▶ **Task description**
Would you please print the data a second time, exactly as it stands?

═══ Supplied material

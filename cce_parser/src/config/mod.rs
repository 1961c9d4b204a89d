//! Configuration for the compliance check engine
//!
//! Security limits are compile-time constants; operator preferences are read
//! from `CCE_*` environment variables and clamped to those limits.

pub mod constants;
pub mod runtime;

pub use constants::compile_time;
pub use runtime::{LoggingPreferences, TransportPreferences};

══════

▶ **Written response**
filename cce_parser/src/config/mod.rs
repository 1961c9d4b204a89d
//! Configuration for the compliance check engine
//!
//! Security limits are compile-time constants; operator preferences are read
//! from `CCE_*` environment variables and clamped to those limits.

pub mod constants;
pub mod runtime;

pub use constants::compile_time;
pub use runtime::{LoggingPreferences, TransportPreferences};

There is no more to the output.